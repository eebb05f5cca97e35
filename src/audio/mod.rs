//! Render-path DSP: oscillators, amplitude ramps, voices, the synthesis
//! core, and the output backends that drive it.

pub mod envelope;
pub mod oscillator;
pub mod output;
pub mod synth;
pub mod voice;

pub use envelope::{RampEnvelope, ATTACK_SECS, RELEASE_SECS, SILENCE_FLOOR};
pub use oscillator::Oscillator;
pub use output::{OfflineRenderer, OutputStream};
pub use synth::{SynthCommand, SynthCore, SynthEvent};
pub use voice::Voice;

### TASK REQUIREMENTS
Transcribe the listing so that each line matches exactly.

### OUTPUT BELOW
repository eebb05f5cca97e35
filename src/audio/mod.rs
//! Render-path DSP: oscillators, amplitude ramps, voices, the synthesis
//! core, and the output backends that drive it.

pub mod envelope;
pub mod oscillator;
pub mod output;
pub mod synth;
pub mod voice;

pub use envelope::{RampEnvelope, ATTACK_SECS, RELEASE_SECS, SILENCE_FLOOR};
pub use oscillator::Oscillator;
pub use output::{OfflineRenderer, OutputStream};
pub use synth::{SynthCommand, SynthCore, SynthEvent};
pub use voice::Voice;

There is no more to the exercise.